Stocks are rising despite a stack of reasons to fall: war in the Middle East, confounding economic data, and a House of Representatives without a speaker. Thank a decline in bond yields driven by less-hawkish comments from Federal Reserve officials, plus investors seeking safety in Treasuries.
“A market obsessively focused on Treasury yields saw rates edge lower due to the market’s interpretation of the remarks in addition to global buying of Treasuries as a safe haven during the intensifying conflict between Israel and Hamas,” wrote Quincy Krosby, chief global strategist for LPL Financial, on Tuesday.
In recent days, Fed officials have acknowledged the rise in bond yields and how it affects the economy and financial conditions, helping the bank to put the brakes on demand and inflation—effectively doing some of the Fed’s work for it.
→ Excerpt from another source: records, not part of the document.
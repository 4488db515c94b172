//! Provenance DOT Exporter
//!
//! Renders a ProvenanceGraph as a Graphviz `digraph`.

use crate::domain::provenance::{ProvenanceEdge, ProvenanceGraph, ProvenanceNode, RenderId};
use crate::domain::relation::RelationKind;
use crate::ports::GraphExporter;
use std::io::{Result, Write};

pub struct DotExporter;

impl DotExporter {
    /// Convert a ProvenanceGraph to a DOT document.
    pub fn to_dot(graph: &ProvenanceGraph) -> String {
        let mut statements = Vec::with_capacity(graph.nodes.len() + graph.edges.len());

        // Declarations first, then edges
        statements.extend(graph.nodes.iter().map(Self::node_statement));
        statements.extend(graph.edges.iter().map(Self::edge_statement));

        format!("digraph {{ {}; }}\n", statements.join(";\n"))
    }

    fn node_statement(node: &ProvenanceNode) -> String {
        let fill = if node.highlighted {
            ", fillcolor=\"lightgreen\""
        } else {
            ""
        };
        format!(
            "{} [label=\"{}\"{}]",
            Self::node_name(node.id),
            Self::escape_label(&node.label),
            fill
        )
    }

    fn edge_statement(edge: &ProvenanceEdge) -> String {
        format!(
            "{} -> {} [{}]",
            Self::node_name(edge.from),
            Self::node_name(edge.to),
            Self::edge_style(edge.kind)
        )
    }

    fn node_name(id: RenderId) -> String {
        format!("A{}", id.0)
    }

    fn edge_style(kind: RelationKind) -> &'static str {
        match kind {
            RelationKind::Call => "color=\"black\"",
            RelationKind::IndirectCall => "color=\"grey\" style=\"dashed\" label=\"ioc\"",
            RelationKind::Definition => "color=\"lightgrey\" style=\"dotted\" label=\"defs\"",
        }
    }

    fn escape_label(label: &str) -> String {
        label
            .replace('\\', "\\\\")
            .replace('"', "\\\"")
            .replace('\n', "\\n")
    }
}

impl GraphExporter for DotExporter {
    fn export(&self, graph: &ProvenanceGraph, out: &mut dyn Write) -> Result<()> {
        out.write_all(Self::to_dot(graph).as_bytes())
    }
}
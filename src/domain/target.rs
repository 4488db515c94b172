/// Target resolution.
///
/// Collects every reported span that encloses the query position in the
/// query file, then picks the innermost one.

use crate::domain::relation::NodeId;
use crate::domain::span::{Position, SourceSpan};
use std::cmp::Ordering;

/// The cursor a provenance query is asked about.
#[derive(Debug, Clone, PartialEq, Eq)]
pub struct TargetQuery {
    /// Project-relative filename, in the analyzer's filename format.
    pub file: String,
    pub position: Position,
}

#[derive(Debug, Clone)]
struct Candidate {
    node: NodeId,
    start: Position,
    end: Position,
}

#[derive(Debug)]
pub struct TargetResolver {
    query: TargetQuery,
    candidates: Vec<Candidate>,
}

impl TargetResolver {
    pub fn new(query: TargetQuery) -> Self {
        Self {
            query,
            candidates: Vec::new(),
        }
    }

    pub fn query(&self) -> &TargetQuery {
        &self.query
    }

    /// Record `node` as a candidate if its span encloses the query position.
    pub fn submit_candidate(
        &mut self,
        filename: Option<&str>,
        span: Option<&SourceSpan>,
        node: NodeId,
    ) -> bool {
        let (Some(filename), Some((start, end))) = (filename, span.and_then(SourceSpan::bounds))
        else {
            return false;
        };
        if filename != self.query.file {
            return false;
        }
        let pos = self.query.position;
        if start > pos || end < pos {
            return false;
        }
        log::debug!("target candidate {:?} at {}-{}", node, start, end);
        self.candidates.push(Candidate { node, start, end });
        true
    }

    pub fn candidate_count(&self) -> usize {
        self.candidates.len()
    }

    /// The innermost candidate.
    ///
    /// Candidates whose start lies closest to the query position win. Among
    /// candidates sharing a start, the one ending first wins; remaining ties
    /// go to the earliest submission.
    pub fn resolve(&self) -> Option<NodeId> {
        self.candidates
            .iter()
            .min_by(|a, b| self.rank(a, b))
            .map(|c| c.node)
    }

    fn rank(&self, a: &Candidate, b: &Candidate) -> Ordering {
        let origin = self.query.position;
        b.start
            .offset_from(origin)
            .cmp(&a.start.offset_from(origin))
            .then_with(|| a.end.cmp(&b.end))
    }
}

#[cfg(test)]
mod tests {
    use super::*;
    use crate::domain::event::CodeRef;
    use crate::domain::relation::NodeTable;

    fn span(sl: u32, sc: u32, el: u32, ec: u32) -> SourceSpan {
        SourceSpan::new(Position::new(sl, sc), Position::new(el, ec))
    }

    fn resolver(line: u32, column: u32) -> TargetResolver {
        TargetResolver::new(TargetQuery {
            file: "/src/lib.rs".to_string(),
            position: Position::new(line, column),
        })
    }

    fn ids(n: usize) -> Vec<NodeId> {
        let mut table = NodeTable::default();
        (0..n)
            .map(|i| table.intern(&CodeRef::new(format!("n{}", i))).unwrap())
            .collect()
    }

    #[test]
    fn test_innermost_span_wins() {
        let n = ids(2);
        let mut r = resolver(5, 1);
        assert!(r.submit_candidate(Some("/src/lib.rs"), Some(&span(1, 1, 10, 1)), n[0]));
        assert!(r.submit_candidate(Some("/src/lib.rs"), Some(&span(3, 1, 7, 1)), n[1]));
        assert_eq!(r.resolve(), Some(n[1]));
    }

    #[test]
    fn test_column_breaks_line_ties() {
        let n = ids(2);
        let mut r = resolver(3, 20);
        r.submit_candidate(Some("/src/lib.rs"), Some(&span(3, 12, 3, 40)), n[0]);
        r.submit_candidate(Some("/src/lib.rs"), Some(&span(3, 4, 3, 50)), n[1]);
        assert_eq!(r.resolve(), Some(n[0]));
    }

    #[test]
    fn test_same_start_prefers_smaller_extent() {
        let n = ids(3);
        let mut r = resolver(4, 1);
        r.submit_candidate(Some("/src/lib.rs"), Some(&span(2, 1, 9, 1)), n[0]);
        r.submit_candidate(Some("/src/lib.rs"), Some(&span(2, 1, 5, 1)), n[1]);
        r.submit_candidate(Some("/src/lib.rs"), Some(&span(2, 1, 5, 1)), n[2]);
        assert_eq!(r.resolve(), Some(n[1]));
    }

    #[test]
    fn test_rejects_other_files_and_incomplete_spans() {
        let n = ids(1);
        let mut r = resolver(5, 1);
        assert!(!r.submit_candidate(Some("/src/main.rs"), Some(&span(1, 1, 10, 1)), n[0]));
        assert!(!r.submit_candidate(None, Some(&span(1, 1, 10, 1)), n[0]));
        let open = SourceSpan {
            start: Some(Position::new(1, 1)),
            end: None,
        };
        assert!(!r.submit_candidate(Some("/src/lib.rs"), Some(&open), n[0]));
        assert!(!r.submit_candidate(Some("/src/lib.rs"), None, n[0]));
        assert_eq!(r.candidate_count(), 0);
        assert_eq!(r.resolve(), None);
    }

    #[test]
    fn test_boundaries_are_inclusive() {
        let n = ids(2);
        let mut r = resolver(3, 9);
        assert!(r.submit_candidate(Some("/src/lib.rs"), Some(&span(3, 9, 4, 1)), n[0]));
        assert!(r.submit_candidate(Some("/src/lib.rs"), Some(&span(1, 1, 3, 9)), n[1]));
        assert!(!r.submit_candidate(Some("/src/lib.rs"), Some(&span(3, 10, 4, 1)), n[0]));
        assert!(!r.submit_candidate(Some("/src/lib.rs"), Some(&span(1, 1, 3, 8)), n[1]));
    }
}
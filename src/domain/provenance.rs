//! Provenance graph construction.
//!
//! Walks the backward relation indices from the resolved target and collects
//! every ancestor reachable through `called-by`, `ioc-by` and `defined-by`
//! edges. Each relation kind keeps its own visited set for the whole walk, so
//! a unit reached once through a call can still be reached through a
//! definition, and cycles terminate.

use crate::domain::recorder::RecordedRelations;
use crate::domain::relation::{NodeId, RelationKind, ANONYMOUS};
use crate::domain::span::SourceSpan;
use serde::Serialize;
use std::collections::{HashMap, HashSet};

/// Render-time node id. Assigned in discovery order.
#[derive(Debug, Clone, Copy, PartialEq, Eq, PartialOrd, Ord, Hash, Serialize)]
#[serde(transparent)]
pub struct RenderId(pub u32);

#[derive(Debug, Clone, PartialEq, Eq, Serialize)]
pub struct ProvenanceNode {
    pub id: RenderId,
    pub label: String,
    /// Set exactly for the query target.
    pub highlighted: bool,
    #[serde(skip_serializing_if = "Option::is_none")]
    pub filename: Option<String>,
    #[serde(skip_serializing_if = "Option::is_none")]
    pub span: Option<SourceSpan>,
}

#[derive(Debug, Clone, Copy, PartialEq, Eq, Hash, Serialize)]
pub struct ProvenanceEdge {
    pub from: RenderId,
    pub to: RenderId,
    pub kind: RelationKind,
}

/// Node declarations (ordered by id) and edge statements (in walk order).
#[derive(Debug, Clone, PartialEq, Eq, Serialize)]
pub struct ProvenanceGraph {
    pub target: RenderId,
    pub nodes: Vec<ProvenanceNode>,
    pub edges: Vec<ProvenanceEdge>,
}

impl ProvenanceGraph {
    pub fn node(&self, id: RenderId) -> Option<&ProvenanceNode> {
        self.nodes.iter().find(|n| n.id == id)
    }

    pub fn edges_of(&self, kind: RelationKind) -> impl Iterator<Item = &ProvenanceEdge> {
        self.edges.iter().filter(move |e| e.kind == kind)
    }
}

/// One pending expansion on the walk stack.
struct Frame {
    node: NodeId,
    kind: usize,
    neighbors: Vec<NodeId>,
    cursor: usize,
}

pub struct ProvenanceBuilder<'a> {
    recorded: &'a RecordedRelations,
    render_ids: HashMap<NodeId, RenderId>,
    order: Vec<NodeId>,
    visited: [HashSet<NodeId>; 3],
    edges: Vec<ProvenanceEdge>,
}

impl<'a> ProvenanceBuilder<'a> {
    pub fn new(recorded: &'a RecordedRelations) -> Self {
        Self {
            recorded,
            render_ids: HashMap::new(),
            order: Vec::new(),
            visited: Default::default(),
            edges: Vec::new(),
        }
    }

    /// Build the provenance graph rooted at `target`.
    pub fn build(mut self, target: NodeId) -> ProvenanceGraph {
        self.walk(target);
        let target_id = self.render_id(target);

        let nodes = self
            .order
            .iter()
            .map(|&node| {
                let record = self.recorded.node(node);
                ProvenanceNode {
                    id: self.render_ids[&node],
                    label: record
                        .map(|r| r.name.clone())
                        .unwrap_or_else(|| ANONYMOUS.to_string()),
                    highlighted: node == target,
                    filename: record.and_then(|r| r.filename.clone()),
                    span: record.and_then(|r| r.span),
                }
            })
            .collect::<Vec<_>>();

        log::info!(
            "provenance graph: {} nodes, {} edges",
            nodes.len(),
            self.edges.len()
        );
        ProvenanceGraph {
            target: target_id,
            nodes,
            edges: self.edges,
        }
    }

    // Depth-first, in the same order a recursive visit would take: for each
    // kind in turn, each unvisited predecessor is linked and fully expanded
    // before the next one is looked at.
    fn walk(&mut self, target: NodeId) {
        let mut stack = vec![self.frame(target)];

        while let Some(frame) = stack.last_mut() {
            if frame.cursor == frame.neighbors.len() {
                frame.kind += 1;
                if frame.kind == RelationKind::ALL.len() {
                    stack.pop();
                } else {
                    frame.neighbors = self.predecessors(frame.node, frame.kind);
                    frame.cursor = 0;
                }
                continue;
            }

            let neighbor = frame.neighbors[frame.cursor];
            frame.cursor += 1;
            let current = frame.node;
            let kind = frame.kind;

            if !self.visited[kind].insert(neighbor) {
                continue;
            }
            let from = self.render_id(neighbor);
            let to = self.render_id(current);
            self.edges.push(ProvenanceEdge {
                from,
                to,
                kind: RelationKind::ALL[kind],
            });
            stack.push(self.frame(neighbor));
        }
    }

    fn frame(&self, node: NodeId) -> Frame {
        Frame {
            node,
            kind: 0,
            neighbors: self.predecessors(node, 0),
            cursor: 0,
        }
    }

    fn predecessors(&self, node: NodeId, kind: usize) -> Vec<NodeId> {
        self.recorded
            .relation(RelationKind::ALL[kind])
            .predecessors(node)
            .collect()
    }

    fn render_id(&mut self, node: NodeId) -> RenderId {
        if let Some(&id) = self.render_ids.get(&node) {
            return id;
        }
        let id = RenderId(self.order.len() as u32);
        self.render_ids.insert(node, id);
        self.order.push(node);
        id
    }
}
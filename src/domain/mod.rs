// Core provenance model: events in, relation indices, target, graph out.

pub mod event;
pub mod provenance;
pub mod recorder;
pub mod relation;
pub mod span;
pub mod target;
/// Source positions and spans.
///
/// Lines and columns are one-based. Positions order line first, then column.

use serde::{Deserialize, Serialize};
use std::fmt;

/// A one-based line/column position in a source file.
#[derive(Debug, Clone, Copy, PartialEq, Eq, PartialOrd, Ord, Hash, Serialize, Deserialize)]
pub struct Position {
    pub line: u32,
    pub column: u32,
}

impl Position {
    pub fn new(line: u32, column: u32) -> Self {
        Self { line, column }
    }

    /// Signed (line, column) distance of `self` from `origin`.
    pub fn offset_from(&self, origin: Position) -> (i64, i64) {
        (
            i64::from(self.line) - i64::from(origin.line),
            i64::from(self.column) - i64::from(origin.column),
        )
    }
}

impl fmt::Display for Position {
    fn fmt(&self, f: &mut fmt::Formatter<'_>) -> fmt::Result {
        write!(f, "{}:{}", self.line, self.column)
    }
}

/// A span as reported by an analyzer. Either end may be missing.
#[derive(Debug, Clone, Copy, PartialEq, Eq, Hash, Serialize, Deserialize)]
pub struct SourceSpan {
    pub start: Option<Position>,
    pub end: Option<Position>,
}

impl SourceSpan {
    pub fn new(start: Position, end: Position) -> Self {
        Self {
            start: Some(start),
            end: Some(end),
        }
    }

    /// Both ends, if the span is complete.
    pub fn bounds(&self) -> Option<(Position, Position)> {
        Some((self.start?, self.end?))
    }

    /// Inclusive containment test. Incomplete spans contain nothing.
    pub fn contains(&self, pos: Position) -> bool {
        match self.bounds() {
            Some((start, end)) => start <= pos && pos <= end,
            None => false,
        }
    }
}

impl fmt::Display for SourceSpan {
    fn fmt(&self, f: &mut fmt::Formatter<'_>) -> fmt::Result {
        match self.bounds() {
            Some((start, end)) => write!(f, "{}-{}", start, end),
            None => write!(f, "?"),
        }
    }
}
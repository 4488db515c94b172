//! Relation recording.
//!
//! [`RelationRecorder`] is the write phase of a query: it consumes analysis
//! events, interns the code units they mention, maintains the three relation
//! indices and feeds the target resolver. [`RelationRecorder::freeze`] ends
//! the write phase; everything after works on the frozen
//! [`RecordedRelations`].

use crate::domain::event::{AnalysisEvent, CodeRef};
use crate::domain::relation::{CodeNode, NodeId, NodeTable, RelationIndex, RelationKind, Relations};
use crate::domain::target::{TargetQuery, TargetResolver};
use crate::ports::EventSink;

pub struct RelationRecorder {
    nodes: NodeTable,
    relations: Relations,
    resolver: TargetResolver,
    ignored: usize,
}

impl RelationRecorder {
    pub fn new(query: TargetQuery) -> Self {
        Self {
            nodes: NodeTable::default(),
            relations: Relations::default(),
            resolver: TargetResolver::new(query),
            ignored: 0,
        }
    }

    pub fn record(&mut self, event: &AnalysisEvent) {
        match event {
            AnalysisEvent::Definition { function, parent } => {
                self.on_definition(function, parent.as_ref())
            }
            AnalysisEvent::Call { from, to } => self.on_call(from, to),
            AnalysisEvent::IndirectCall { from, to } => self.on_indirect_call(from, to),
        }
    }

    /// `function` is nested inside `parent`. Top-level definitions carry no
    /// relation and are dropped.
    pub fn on_definition(&mut self, function: &CodeRef, parent: Option<&CodeRef>) {
        let Some(parent) = parent else {
            return;
        };
        let (Some(parent_id), Some(fn_id)) = (self.nodes.intern(parent), self.nodes.intern(function))
        else {
            self.ignored += 1;
            return;
        };
        self.relations
            .get_mut(RelationKind::Definition)
            .insert(parent_id, fn_id);
    }

    pub fn on_call(&mut self, from: &CodeRef, to: &CodeRef) {
        self.link(RelationKind::Call, from, to);
    }

    pub fn on_indirect_call(&mut self, from: &CodeRef, to: &CodeRef) {
        self.link(RelationKind::IndirectCall, from, to);
    }

    fn link(&mut self, kind: RelationKind, from: &CodeRef, to: &CodeRef) {
        let (Some(lhs), Some(rhs)) = (self.nodes.intern(from), self.nodes.intern(to)) else {
            log::debug!("ignoring {} event with an empty unit key", kind);
            self.ignored += 1;
            return;
        };

        self.resolver
            .submit_candidate(from.filename.as_deref(), from.span.as_ref(), lhs);
        self.resolver
            .submit_candidate(to.filename.as_deref(), to.span.as_ref(), rhs);

        if self.relations.get_mut(kind).insert(lhs, rhs) {
            log::debug!("{} {} -> {}", kind, from.canonical(), to.canonical());
        }
    }

    /// End the write phase.
    pub fn freeze(self) -> RecordedRelations {
        log::info!(
            "recorded {} units: {} calls, {} ioc, {} definitions ({} events ignored)",
            self.nodes.len(),
            self.relations.get(RelationKind::Call).edge_count(),
            self.relations.get(RelationKind::IndirectCall).edge_count(),
            self.relations.get(RelationKind::Definition).edge_count(),
            self.ignored,
        );
        RecordedRelations {
            nodes: self.nodes,
            relations: self.relations,
            resolver: self.resolver,
        }
    }
}

impl EventSink for RelationRecorder {
    fn handle(&mut self, event: AnalysisEvent) {
        self.record(&event);
    }
}

/// Read-only snapshot of one query's recorded data.
pub struct RecordedRelations {
    nodes: NodeTable,
    relations: Relations,
    resolver: TargetResolver,
}

impl RecordedRelations {
    pub fn query(&self) -> &TargetQuery {
        self.resolver.query()
    }

    pub fn resolve_target(&self) -> Option<NodeId> {
        self.resolver.resolve()
    }

    pub fn nodes(&self) -> &NodeTable {
        &self.nodes
    }

    pub fn node(&self, id: NodeId) -> Option<&CodeNode> {
        self.nodes.get(id)
    }

    pub fn relation(&self, kind: RelationKind) -> &RelationIndex {
        self.relations.get(kind)
    }
}
/// Parser thread pool for the bundled analyzer.
/// Each analysis builds its own pool, so concurrent queries never share one.

use crate::error::AnalyzerError;

/// Half the available cores, minimum 1.
pub fn default_workers() -> usize {
    std::cmp::max(1, num_cpus::get() / 2)
}

pub fn parser_pool(jobs: Option<usize>) -> Result<rayon::ThreadPool, AnalyzerError> {
    let workers = jobs.filter(|&n| n > 0).unwrap_or_else(default_workers);
    let pool = rayon::ThreadPoolBuilder::new()
        .num_threads(workers)
        .thread_name(|i| format!("provenance-parse-{}", i))
        .build()?;
    log::debug!(
        "parser pool: {} workers (system has {} cores)",
        workers,
        num_cpus::get()
    );
    Ok(pool)
}

#[cfg(test)]
mod tests {
    use super::*;

    #[test]
    fn test_parser_pool_honours_jobs() {
        let pool = parser_pool(Some(2)).unwrap();
        assert_eq!(pool.current_num_threads(), 2);
    }

    #[test]
    fn test_zero_jobs_falls_back_to_default() {
        let pool = parser_pool(Some(0)).unwrap();
        assert_eq!(pool.current_num_threads(), default_workers());
    }
}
Atlanta Fed President Raphael Bostic cut straight to the point in remarks on Tuesday morning. “I don’t think we need to increase rates anymore,” he said.
Since the summer, investors have viewed strong jobs and economic data through a good-news-is-bad-news lens. The logic has been that signs of strength in the economy mean that it could weather more interest-rate hikes from the Fed if central bankers decide that is needed to stamp out inflation. That same dynamic, which remains in play, also affects the odds of cuts in 2024.